Feb 16 2009
In 1973, Ralph M. Steinman launched a new scientific discipline when he published his discovery of the dendritic cell, an odd-shaped player in the immune system.
Since then, dendritic cells have proved to be critical sentinels on the lookout for foreign invaders, involved in early immune responses such as graft rejection, resistance to tumors and autoimmune diseases. Now it appears they need to be considered in research on arterial and heart function, too, according to new experiments to be published February 16 in The Journal of Experimental Medicine .
Previous research had turned up indirect evidence of dendritic cells in the large arteries of both mice and people. But Jaehoon Choi, a postdoctoral associate in Steinman's Laboratory of Cellular Physiology and Immunology at The Rockefeller University, now has proof positive, at least in mice. More importantly, he and colleagues showed that the key immune cells sit just beneath the lining of the aorta and can project their dendrites into the bloodstream to capture foreign materials. “This has been seen in other linings like the airway and the intestine, but never in the major arteries,” Steinman says.
Choi used genetically modified mice developed by Rockefeller Professor Michel C. Nussenzweig's lab that allowed him to tag a known marker for dendritic cells, a molecule called CD11c, with a fluorescent protein. High levels of CD11c are found in dendritic cells, and the fluorescing protein proved effective for identifying them in the heart. Choi's experiments showed not only that the tagged dendritic cells had the requisite CD11c, but also turned up evidence of another immune system molecule involved in delivering foreign substances to the T cells that can kill them.
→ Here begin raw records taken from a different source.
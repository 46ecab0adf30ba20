//! Chinese numeral rendering for sequence indices (`一`, `十二`, `壹佰零伍`).

const LOWER_DIGITS: [char; 10] = ['零', '一', '二', '三', '四', '五', '六', '七', '八', '九'];
const UPPER_DIGITS: [char; 10] = ['零', '壹', '贰', '叁', '肆', '伍', '陆', '柒', '捌', '玖'];
const LOWER_UNITS: [&str; 4] = ["", "十", "百", "千"];
const UPPER_UNITS: [&str; 4] = ["", "拾", "佰", "仟"];
// Units for each group of four digits, lowest group first.
const SECTION_UNITS: [&str; 5] = ["", "万", "亿", "万亿", "亿亿"];
const NEGATIVE: &str = "负";

/// Value of a Chinese digit used as the first character of an index format.
/// `十` and `拾` count as ten.
pub fn numeral_value(c: char) -> Option<i64> {
    match c {
        '十' | '拾' => Some(10),
        _ => LOWER_DIGITS
            .iter()
            .chain(&UPPER_DIGITS[1..])
            .position(|&d| d == c)
            .map(|pos| if pos < 10 { pos as i64 } else { pos as i64 - 9 }),
    }
}

/// Whether a format starting with `c` asks for the financial (upper) digits.
pub fn is_upper(c: char) -> bool {
    c == '拾' || UPPER_DIGITS[1..].contains(&c)
}

pub fn to_chinese(number: i64, upper: bool) -> String {
    let (digits, units) = if upper {
        (&UPPER_DIGITS, &UPPER_UNITS)
    } else {
        (&LOWER_DIGITS, &LOWER_UNITS)
    };
    if number == 0 {
        return digits[0].to_string();
    }

    let mut magnitude = number.unsigned_abs();
    let mut sections = Vec::new();
    while magnitude > 0 {
        sections.push((magnitude % 10_000) as usize);
        magnitude /= 10_000;
    }

    let mut out = String::new();
    if number < 0 {
        out.push_str(NEGATIVE);
    }
    let body_start = out.len();
    let mut zero_pending = false;
    for (idx, &section) in sections.iter().enumerate().rev() {
        if section == 0 {
            zero_pending = out.len() > body_start;
            continue;
        }
        // A gap inside the number is read as a single zero.
        if zero_pending || (out.len() > body_start && section < 1000) {
            out.push(digits[0]);
        }
        zero_pending = false;
        out.push_str(&section_to_chinese(section, digits, units));
        out.push_str(SECTION_UNITS[idx]);
    }

    // 10..19 read as 十, 十一, ... without the leading one.
    if (10..20).contains(&number.unsigned_abs()) {
        let one = digits[1].len_utf8();
        out.replace_range(body_start..body_start + one, "");
    }
    out
}

fn section_to_chinese(section: usize, digits: &[char; 10], units: &[&str; 4]) -> String {
    let mut out = String::new();
    let mut zero_pending = false;
    for pos in (0..4).rev() {
        let digit = section / 10usize.pow(pos as u32) % 10;
        if digit == 0 {
            zero_pending = !out.is_empty();
            continue;
        }
        if zero_pending {
            out.push(digits[0]);
            zero_pending = false;
        }
        out.push(digits[digit]);
        out.push_str(units[pos]);
    }
    out
}
//! Renamer - a template language for batch file renaming
//!
//! # Overview
//!
//! A rename template mixes literal text with `{...}` placeholders that are
//! filled in for every file of a batch:
//!
//! - `{name}`, `{ext}`, `{fullname}`, `{dirname}` for the file's own name
//! - `{i:001}` and `{iv}` for its position, `{2i+1:00}` for arithmetic on it
//! - `{today:yyyyMMdd}`, `{size:1kb}`, `{image:wxh}`, `{file:createTime}`
//! - methods and slices such as `{name.trim.lower}` or `{name[:8]}`
//!
//! # Quick Start
//!
//! ```ignore
//! use renamer::{Engine, EngineOptions, EvaluationContext};
//!
//! let engine = Engine::new(EngineOptions::default());
//! let ctx = EvaluationContext::new("IMG_0412", "jpg").with_index(0, 3);
//! assert_eq!(engine.render("trip_{i:01}.{ext}", &ctx)?, "trip_01.jpg");
//! ```
//!
//! Rendering only fails when a template calls a method its value does not
//! have. [`render_error_to_string`] turns such an error into a report that
//! points into the template.

mod error_renderer;


pub use error_renderer::{
    render_error, render_error_to, render_error_to_string, render_error_to_string_no_color,
};

// Re-export public API from renamer_core
pub use renamer_core::api::{Engine, EngineOptions, ExecutionMode};
pub use renamer_core::compiler::{self, CompiledTemplate};
pub use renamer_core::context::EvaluationContext;
pub use renamer_core::evaluator::{self, EvalError};
pub use renamer_core::parser::{self, TemplateNode, parse};
pub use renamer_core::values::{self, Value};
pub use renamer_core::variables::{self, VariableInfo, VariableKind};
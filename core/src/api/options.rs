//! Configuration options for the rename engine.

/// How the engine renders templates.
#[derive(Debug, Clone, Copy, PartialEq, Eq, Default)]
pub enum ExecutionMode {
    /// Compile templates to closures once and run them per file.
    #[default]
    Compiled,
    /// Walk the AST for every file.
    Interpreted,
}

/// Configuration options for the rename engine.
///
/// # Example
///
/// ```
/// use renamer_core::api::{EngineOptions, ExecutionMode};
///
/// let options = EngineOptions {
///     mode: ExecutionMode::Interpreted,
///     ..EngineOptions::default()
/// };
/// assert!(options.cache_templates);
/// ```
#[derive(Debug, Clone)]
pub struct EngineOptions {
    /// Default: [`ExecutionMode::Compiled`]
    pub mode: ExecutionMode,

    /// Keep parsed and compiled templates keyed by their text.
    ///
    /// Default: true
    pub cache_templates: bool,
}

impl Default for EngineOptions {
    fn default() -> Self {
        Self {
            mode: ExecutionMode::default(),
            cache_templates: true,
        }
    }
}
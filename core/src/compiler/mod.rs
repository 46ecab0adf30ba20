//! Closure compiler for parsed templates.
//!
//! Compilation turns each AST node into a boxed closure once, resolving
//! everything that does not depend on the file being renamed: variable
//! names, method names, literals and index expressions. Rendering a
//! [`CompiledTemplate`] then only runs the closures against an
//! [`EvaluationContext`].
//!
//! Compiled templates render exactly what the tree-walking evaluator in
//! [`crate::evaluator`] renders for the same template and context, errors
//! included.

mod closure;

#[cfg(test)]
mod compiler_test;

pub use closure::CompiledExpr;

use crate::{
    context::EvaluationContext,
    evaluator::EvalError,
    parser::{AstNode, TemplateNode},
};
use core::fmt;

enum Part {
    Text(String),
    Expr(CompiledExpr),
}

/// A template compiled to closures. Immutable and shareable across threads.
pub struct CompiledTemplate {
    parts: Vec<Part>,
}

impl CompiledTemplate {
    pub fn render(&self, ctx: &EvaluationContext) -> Result<String, EvalError> {
        let mut out = String::new();
        for part in &self.parts {
            match part {
                Part::Text(text) => out.push_str(text),
                Part::Expr(expr) => out.push_str(&expr(ctx)?.to_string(None)),
            }
        }
        Ok(out)
    }

    /// True when rendering does not depend on the context.
    pub fn is_constant(&self) -> bool {
        self.parts.iter().all(|part| matches!(part, Part::Text(_)))
    }
}

impl fmt::Debug for CompiledTemplate {
    fn fmt(&self, f: &mut fmt::Formatter<'_>) -> fmt::Result {
        let mut list = f.debug_list();
        for part in &self.parts {
            match part {
                Part::Text(text) => list.entry(text),
                Part::Expr(_) => list.entry(&format_args!("<expr>")),
            };
        }
        list.finish()
    }
}

/// Compile a parsed template.
pub fn compile(template: &TemplateNode) -> CompiledTemplate {
    let mut parts: Vec<Part> = Vec::with_capacity(template.nodes.len());
    for node in &template.nodes {
        match closure::constant_text(node) {
            Some(text) => match parts.last_mut() {
                Some(Part::Text(prev)) => prev.push_str(&text),
                _ => parts.push(Part::Text(text)),
            },
            None => parts.push(Part::Expr(closure::compile_node(node))),
        }
    }
    CompiledTemplate { parts }
}

/// Compile a single node.
pub fn compile_node(node: &AstNode) -> CompiledExpr {
    closure::compile_node(node)
}
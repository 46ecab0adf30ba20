//! Template AST.
//!
//! A parsed template is an ordered list of [`AstNode`]s whose rendered strings
//! are concatenated left to right. Nodes are immutable once built and can be
//! shared between any number of evaluations.

use super::Span;

#[derive(Debug, Clone, PartialEq, Eq, Default)]
pub struct TemplateNode {
    pub nodes: Vec<AstNode>,
}

impl TemplateNode {
    pub fn new(nodes: Vec<AstNode>) -> Self {
        Self { nodes }
    }

    /// Returns true if any placeholder in the template references `name`
    /// (case-insensitive), including inside method arguments and slices.
    pub fn references_variable(&self, name: &str) -> bool {
        self.nodes.iter().any(|node| node.references_variable(name))
    }
}

#[derive(Debug, Clone, PartialEq, Eq)]
pub enum AstNode {
    /// Literal text outside of placeholders (or a placeholder that did not parse).
    Text(String),

    /// A variable reference, as written in the template.
    Variable(String),

    /// `{target:format}`. A missing or empty suffix is `None`.
    Format {
        target: FormatTarget,
        format: Option<String>,
    },

    /// `target.name(args)`; parentheses are optional when there are no args.
    Method {
        target: Box<AstNode>,
        name: String,
        args: Vec<AstNode>,
        span: Span,
    },

    /// `target[start:end]` with Python-style bounds.
    Slice {
        target: Box<AstNode>,
        start: Option<Box<AstNode>>,
        end: Option<Box<AstNode>>,
    },

    Literal(Literal),
}

#[derive(Debug, Clone, PartialEq, Eq)]
pub enum FormatTarget {
    /// Format the value of a variable or method chain.
    Node(Box<AstNode>),
    /// Format the result of an index arithmetic expression such as `2i+1`.
    IndexExpr(String),
}

#[derive(Debug, Clone, PartialEq, Eq)]
pub enum Literal {
    Str(String),
    Int(i64),
}

impl AstNode {
    fn references_variable(&self, name: &str) -> bool {
        match self {
            AstNode::Variable(var) => var.eq_ignore_ascii_case(name),
            AstNode::Format { target, .. } => match target {
                FormatTarget::Node(inner) => inner.references_variable(name),
                FormatTarget::IndexExpr(_) => name.eq_ignore_ascii_case("i"),
            },
            AstNode::Method { target, args, .. } => {
                target.references_variable(name)
                    || args.iter().any(|arg| arg.references_variable(name))
            }
            AstNode::Slice { target, start, end } => {
                target.references_variable(name)
                    || start.as_ref().is_some_and(|s| s.references_variable(name))
                    || end.as_ref().is_some_and(|e| e.references_variable(name))
            }
            AstNode::Text(_) | AstNode::Literal(_) => false,
        }
    }
}
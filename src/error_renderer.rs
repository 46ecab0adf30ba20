//! Error rendering using ariadne
//!
//! Evaluation errors carry the byte span of the failing method call. These
//! helpers draw that span under the template text.

use crate::EvalError;
use ariadne::{ColorGenerator, IndexType, Label, Report, ReportKind, Source};
use std::io::Write;

/// Render an error with formatting to stderr
pub fn render_error(template: &str, error: &EvalError) {
    render_error_to_writer(template, error, &mut std::io::stderr(), true).ok();
}

/// Render an error to a specific writer
pub fn render_error_to(
    template: &str,
    error: &EvalError,
    writer: &mut dyn Write,
) -> std::io::Result<()> {
    render_error_to_writer(template, error, writer, true)
}

/// Render an error to a String (useful for UIs and logs)
///
/// # Example
/// ```no_run
/// use renamer::{Engine, EngineOptions, EvaluationContext, render_error_to_string};
///
/// let engine = Engine::new(EngineOptions::default());
/// let template = "{size.upper}";
/// if let Err(e) = engine.render(template, &EvaluationContext::new("a", "b")) {
///     eprintln!("{}", render_error_to_string(template, &e));
/// }
/// ```
pub fn render_error_to_string(template: &str, error: &EvalError) -> String {
    let mut buf = Vec::new();
    render_error_to_writer(template, error, &mut buf, true).ok();
    String::from_utf8_lossy(&buf).to_string()
}

/// Render an error to a String without color codes (useful for tests)
pub fn render_error_to_string_no_color(template: &str, error: &EvalError) -> String {
    let mut buf = Vec::new();
    render_error_to_writer(template, error, &mut buf, false).ok();
    String::from_utf8_lossy(&buf).to_string()
}

fn render_error_to_writer(
    template: &str,
    error: &EvalError,
    writer: &mut dyn Write,
    use_color: bool,
) -> std::io::Result<()> {
    let Some(span) = error.span() else {
        return writeln!(writer, "Error: {error}");
    };
    let span = span.0.clone();

    let mut colors = ColorGenerator::new();
    colors.next(); // Skip the first color.

    let label = match error {
        EvalError::MethodNotSupported { type_name, .. } => {
            format!("{type_name} values have no such method")
        }
    };

    let mut report = Report::build(ReportKind::Error, ("<template>", span.clone()))
        .with_message(error.to_string())
        .with_config(
            ariadne::Config::default()
                .with_color(use_color)
                .with_index_type(IndexType::Byte),
        )
        .with_label(
            Label::new(("<template>", span))
                .with_message(label)
                .with_color(colors.next()),
        );

    if let EvalError::MethodNotSupported { type_name, .. } = error {
        let help = if *type_name == "String" {
            "string methods are upper, lower, trim, replace, sub, slice, padLeft and padRight"
        } else {
            "only format(...) can be called on this value"
        };
        report = report.with_help(help);
    }

    report
        .finish()
        .write(("<template>", Source::from(template)), &mut *writer)
}
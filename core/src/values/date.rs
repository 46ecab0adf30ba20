//! Date and time patterns in .NET custom format syntax.
//!
//! Patterns such as `yyyy-MM-dd HH:mm:ss` are interpreted token by token and
//! rendered with chrono. Quoted text (`'at'`), `\x` escapes and the
//! single-letter standard formats of the invariant culture are supported.
//! A pattern that cannot be interpreted yields `None` so callers can fall
//! back to a default rendering.

use chrono::{Datelike, Local, NaiveDateTime, NaiveTime, Offset, TimeZone, Timelike};

pub const DATE_FORMAT: &str = "%Y-%m-%d";
pub const DATE_TIME_FORMAT: &str = "%Y-%m-%d %H:%M:%S";

// Fractional seconds are limited to seven digits.
const MAX_FRACTION_DIGITS: usize = 7;

/// `yyyy-MM-dd` at midnight, `yyyy-MM-dd HH:mm:ss` otherwise.
pub fn default_date(dt: &NaiveDateTime) -> String {
    if dt.time() == NaiveTime::MIN {
        dt.format(DATE_FORMAT).to_string()
    } else {
        dt.format(DATE_TIME_FORMAT).to_string()
    }
}

/// Render `dt` with a pattern, falling back to [`default_date`].
pub fn format_date_or_default(dt: &NaiveDateTime, format: Option<&str>) -> String {
    match format.filter(|f| !f.is_empty()) {
        Some(pattern) => format_date(dt, pattern).unwrap_or_else(|| default_date(dt)),
        None => default_date(dt),
    }
}

/// Render `dt` with a .NET-style pattern. Returns `None` for invalid patterns.
pub fn format_date(dt: &NaiveDateTime, pattern: &str) -> Option<String> {
    let mut chars = pattern.chars();
    if let (Some(c), None) = (chars.next(), chars.next()) {
        return render_custom(dt, standard_pattern(c)?);
    }
    render_custom(dt, pattern)
}

fn standard_pattern(c: char) -> Option<&'static str> {
    Some(match c {
        'd' => "MM/dd/yyyy",
        'D' => "dddd, dd MMMM yyyy",
        'f' => "dddd, dd MMMM yyyy HH:mm",
        'F' => "dddd, dd MMMM yyyy HH:mm:ss",
        'g' => "MM/dd/yyyy HH:mm",
        'G' => "MM/dd/yyyy HH:mm:ss",
        'm' | 'M' => "MMMM dd",
        'o' | 'O' => "yyyy'-'MM'-'dd'T'HH':'mm':'ss'.'fffffff",
        'r' | 'R' => "ddd, dd MMM yyyy HH':'mm':'ss 'GMT'",
        's' => "yyyy'-'MM'-'dd'T'HH':'mm':'ss",
        't' => "HH:mm",
        'T' => "HH:mm:ss",
        'u' => "yyyy'-'MM'-'dd HH':'mm':'ss'Z'",
        'y' | 'Y' => "yyyy MMMM",
        _ => return None,
    })
}

fn render_custom(dt: &NaiveDateTime, pattern: &str) -> Option<String> {
    let chars: Vec<char> = pattern.chars().collect();
    let mut out = String::with_capacity(pattern.len() + 8);
    let mut i = 0;

    while i < chars.len() {
        let c = chars[i];
        match c {
            '\'' | '"' => {
                let close = chars[i + 1..].iter().position(|&q| q == c)? + i + 1;
                out.extend(&chars[i + 1..close]);
                i = close + 1;
            }
            '\\' => {
                out.push(*chars.get(i + 1)?);
                i += 2;
            }
            // `%d` forces a lone specifier to be read as a custom token.
            '%' => match chars.get(i + 1) {
                Some('%') | None => return None,
                Some(_) => i += 1,
            },
            'y' | 'M' | 'd' | 'H' | 'h' | 'm' | 's' | 'f' | 'F' | 't' | 'z' | 'g' | 'K' => {
                let run = chars[i..].iter().take_while(|&&r| r == c).count();
                out.push_str(&render_token(dt, c, run)?);
                i += run;
            }
            _ => {
                out.push(c);
                i += 1;
            }
        }
    }
    Some(out)
}

fn render_token(dt: &NaiveDateTime, c: char, run: usize) -> Option<String> {
    let two = |v: u32| if run >= 2 { format!("{v:02}") } else { v.to_string() };
    Some(match c {
        'y' => match run {
            1 => (dt.year().rem_euclid(100)).to_string(),
            2 => format!("{:02}", dt.year().rem_euclid(100)),
            _ => format!("{:0run$}", dt.year()),
        },
        'M' => match run {
            1 | 2 => two(dt.month()),
            3 => dt.format("%b").to_string(),
            _ => dt.format("%B").to_string(),
        },
        'd' => match run {
            1 | 2 => two(dt.day()),
            3 => dt.format("%a").to_string(),
            _ => dt.format("%A").to_string(),
        },
        'H' => two(dt.hour()),
        'h' => two(dt.hour12().1),
        'm' => two(dt.minute()),
        's' => two(dt.second()),
        'f' | 'F' => {
            if run > MAX_FRACTION_DIGITS {
                return None;
            }
            let nanos = dt.nanosecond() % 1_000_000_000;
            let digits = format!("{:09}", nanos)[..run].to_string();
            if c == 'F' {
                digits.trim_end_matches('0').to_string()
            } else {
                digits
            }
        }
        't' => {
            let designator = if dt.hour12().0 { "PM" } else { "AM" };
            if run == 1 { designator[..1].to_string() } else { designator.to_string() }
        }
        'g' => "A.D.".to_string(),
        'z' => local_offset(dt, run),
        'K' => String::new(),
        _ => return None,
    })
}

// Naive timestamps are local times, so `z` renders the local UTC offset.
fn local_offset(dt: &NaiveDateTime, run: usize) -> String {
    let seconds = Local
        .offset_from_local_datetime(dt)
        .single()
        .map(|offset| offset.fix().local_minus_utc())
        .unwrap_or(0);
    let sign = if seconds < 0 { '-' } else { '+' };
    let hours = seconds.abs() / 3600;
    let minutes = seconds.abs() % 3600 / 60;
    match run {
        1 => format!("{sign}{hours}"),
        2 => format!("{sign}{hours:02}"),
        _ => format!("{sign}{hours:02}:{minutes:02}"),
    }
}
//! Public API for rendering rename templates.
//!
//! [`Engine`] ties the pieces together: it parses template text, compiles
//! it (or not, see [`ExecutionMode`]), caches both, and renders against one
//! [`EvaluationContext`](crate::context::EvaluationContext) per file.
//!
//! # Example
//!
//! ```ignore
//! use renamer_core::api::{Engine, EngineOptions};
//!
//! let engine = Engine::new(EngineOptions::default());
//! let names = engine.render_paths("{name}_{i:01}.{ext}", &["a.txt", "b.txt"]);
//! ```

pub mod engine;
pub mod options;


pub use engine::Engine;
pub use options::{EngineOptions, ExecutionMode};
use super::date::{default_date, format_date, format_date_or_default};
use chrono::{NaiveDate, NaiveDateTime};
use pretty_assertions::assert_eq;

fn at(y: i32, mo: u32, d: u32, h: u32, mi: u32, s: u32) -> NaiveDateTime {
    NaiveDate::from_ymd_opt(y, mo, d)
        .unwrap()
        .and_hms_opt(h, mi, s)
        .unwrap()
}

#[test]
fn test_default_rendering() {
    assert_eq!(default_date(&at(2024, 3, 7, 0, 0, 0)), "2024-03-07");
    assert_eq!(default_date(&at(2024, 3, 7, 14, 5, 9)), "2024-03-07 14:05:09");
    assert_eq!(format_date_or_default(&at(2024, 3, 7, 0, 0, 0), None), "2024-03-07");
    assert_eq!(format_date_or_default(&at(2024, 3, 7, 0, 0, 0), Some("")), "2024-03-07");
}

#[test]
fn test_custom_patterns() {
    let dt = at(2024, 3, 7, 14, 5, 9);
    let cases = [
        ("yyyy-MM-dd", "2024-03-07"),
        ("yyyyMMdd", "20240307"),
        ("yy.M.d", "24.3.7"),
        ("HH:mm:ss", "14:05:09"),
        ("H:m:s", "14:5:9"),
        ("hh:mm tt", "02:05 PM"),
        ("h t", "2 P"),
        ("MMM dd", "Mar 07"),
        ("MMMM", "March"),
        ("ddd", "Thu"),
        ("dddd", "Thursday"),
        ("yyyy_MM_dd-HHmmss", "2024_03_07-140509"),
        ("fff", "000"),
        ("FFF", ""),
    ];
    for (pattern, expected) in cases {
        assert_eq!(format_date(&dt, pattern).as_deref(), Some(expected), "{pattern}");
    }
}

#[test]
fn test_literals_and_escapes() {
    let dt = at(2024, 3, 7, 14, 5, 9);
    assert_eq!(format_date(&dt, "'Day' d").as_deref(), Some("Day 7"));
    assert_eq!(format_date(&dt, "\"at\" HH").as_deref(), Some("at 14"));
    assert_eq!(format_date(&dt, "\\y yyyy").as_deref(), Some("y 2024"));
    assert_eq!(format_date(&dt, "%d").as_deref(), Some("7"));
    assert_eq!(format_date(&dt, "yyyy年MM月dd日").as_deref(), Some("2024年03月07日"));
}

#[test]
fn test_standard_formats() {
    let dt = at(2024, 3, 7, 14, 5, 9);
    assert_eq!(format_date(&dt, "d").as_deref(), Some("03/07/2024"));
    assert_eq!(format_date(&dt, "D").as_deref(), Some("Thursday, 07 March 2024"));
    assert_eq!(format_date(&dt, "s").as_deref(), Some("2024-03-07T14:05:09"));
    assert_eq!(format_date(&dt, "t").as_deref(), Some("14:05"));
    assert_eq!(format_date(&dt, "T").as_deref(), Some("14:05:09"));
    assert_eq!(format_date(&dt, "u").as_deref(), Some("2024-03-07 14:05:09Z"));
    assert_eq!(format_date(&dt, "M").as_deref(), Some("March 07"));
    assert_eq!(format_date(&dt, "y").as_deref(), Some("2024 March"));
}

#[test]
fn test_invalid_patterns() {
    let dt = at(2024, 3, 7, 14, 5, 9);
    assert_eq!(format_date(&dt, "'unterminated"), None);
    assert_eq!(format_date(&dt, "yyyy\\"), None);
    assert_eq!(format_date(&dt, "q"), None);
    assert_eq!(format_date(&dt, "ffffffff"), None);
    assert_eq!(format_date(&dt, "%"), None);
    assert_eq!(format_date_or_default(&dt, Some("'oops")), "2024-03-07 14:05:09");
    assert_eq!(format_date_or_default(&at(2024, 1, 2, 0, 0, 0), Some("q")), "2024-01-02");
}
/// Methods callable on template values, e.g. `{name.upper}` or `{size.format('1kb')}`.
///
/// Names resolve case-insensitively, so `padLeft`, `padleft` and `PADLEFT`
/// are the same method. Which values accept which method is decided by
/// [`Value::supports`](super::Value::supports).
#[derive(Debug, Clone, Copy, PartialEq, Eq, Hash)]
pub enum Method {
    Upper,
    Lower,
    Trim,
    Replace,
    Sub,
    Slice,
    PadLeft,
    PadRight,
    Format,
}

impl Method {
    pub const ALL: [Method; 9] = [
        Method::Upper,
        Method::Lower,
        Method::Trim,
        Method::Replace,
        Method::Sub,
        Method::Slice,
        Method::PadLeft,
        Method::PadRight,
        Method::Format,
    ];

    pub fn from_name(name: &str) -> Option<Method> {
        Self::ALL
            .into_iter()
            .find(|method| method.name().eq_ignore_ascii_case(name))
    }

    pub fn name(self) -> &'static str {
        match self {
            Method::Upper => "upper",
            Method::Lower => "lower",
            Method::Trim => "trim",
            Method::Replace => "replace",
            Method::Sub => "sub",
            Method::Slice => "slice",
            Method::PadLeft => "padLeft",
            Method::PadRight => "padRight",
            Method::Format => "format",
        }
    }
}
use super::*;
use crate::{evaluator, parser, values::ImageInfo};
use pretty_assertions::assert_eq;

fn both(template: &str, ctx: &EvaluationContext) -> (Result<String, EvalError>, Result<String, EvalError>) {
    let parsed = parser::parse(template);
    (
        compile(&parsed).render(ctx),
        evaluator::evaluate_template(&parsed, ctx),
    )
}

#[test]
fn test_compiled_matches_evaluator() {
    let ctx = EvaluationContext::new("Holiday Photo", "jpg")
        .with_index(4, 12)
        .with_dir_name("album")
        .with_size(5 * 1024 * 1024)
        .with_image(ImageInfo::new(4000, 3000));
    let templates = [
        "",
        "plain",
        "{name}_{i:000}.{ext}",
        "{2i+1:01}",
        "{iv:壹}",
        "{name.lower.replace(' ', '-')}",
        "{name[:7].upper}",
        "{name[-5:]}",
        "{dirname}/{fullname}",
        "{size:1mb} {image:wxh}",
        "{nope} and {nope:00}",
        "{ {name} }",
        "{name.padLeft(i, '*')}",
        "{i.format('01')}",
        "unterminated {name",
    ];
    for template in templates {
        let (compiled, evaluated) = both(template, &ctx);
        assert_eq!(compiled, evaluated, "{template}");
        assert!(compiled.is_ok(), "{template}");
    }
}

#[test]
fn test_errors_match_evaluator() {
    let ctx = EvaluationContext::new("a", "b");
    for template in ["{size.upper}", "{name.reverse()}", "{i.trim}", "x{name.upper.format('1')}"] {
        let (compiled, evaluated) = both(template, &ctx);
        assert!(compiled.is_err(), "{template}");
        assert_eq!(compiled, evaluated, "{template}");
    }
}

#[test]
fn test_constant_templates() {
    assert!(compile(&parser::parse("just text")).is_constant());
    assert!(compile(&parser::parse("{unknown}-x")).is_constant());
    assert!(!compile(&parser::parse("{name}")).is_constant());

    let compiled = compile(&parser::parse("a{missing}b"));
    assert_eq!(format!("{compiled:?}"), r#"["a{missing}b"]"#);
}

#[test]
fn test_compiled_template_is_reusable() {
    let compiled = compile(&parser::parse("{name}-{i:01}"));
    let rendered: Vec<String> = ["x", "y", "z"]
        .iter()
        .enumerate()
        .map(|(index, name)| {
            let ctx = EvaluationContext::new(*name, "txt").with_index(index as i64, 3);
            compiled.render(&ctx).unwrap()
        })
        .collect();
    assert_eq!(rendered, vec!["x-01", "y-02", "z-03"]);
}

#[test]
fn test_compiled_template_is_send_and_sync() {
    fn assert_send_sync<T: Send + Sync>() {}
    assert_send_sync::<CompiledTemplate>();
}

#[test]
fn test_compile_single_node() {
    let ctx = EvaluationContext::new("abc", "txt");
    let template = parser::parse("{name.upper}");
    let expr = compile_node(&template.nodes[0]);
    assert_eq!(expr(&ctx).unwrap(), crate::values::Value::from("ABC"));
}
Moreover, they isolated dendritic cells from the aorta and found that they were just as effective at handing over foreign substances and stimulating the immune system's killer cells as those in immune organs such as the spleen.
Still, the question of whether the dendritic cells could do their normal job in the intact heart remained. To test this, Choi injected mice with a model foreign protein, waited 20 hours, and then isolated the dendritic cells. He found that the isolated cells spurred the growth of the appropriate T cells, indicating that they had captured the invaders like they were supposed to and delivered them over for destruction. “We were the first to show the function of the dendritic cell in the aorta and cardiac valves,” Choi says.
Now he is trying to figure out the role of dendritic cells in a mouse model of arteriosclerosis, a hardening of the arteries by plaques filled with lipids such as cholesterol. The recent research found ample evidence of dendritic cells in the aortic root, arch and descending aorta, the same areas that are prone to the disease.
“What does this really mean? Do they handle lipids or stimulate inflammatory response?” Steinman asks. “We don't know, but that's what we'd like to find out next.”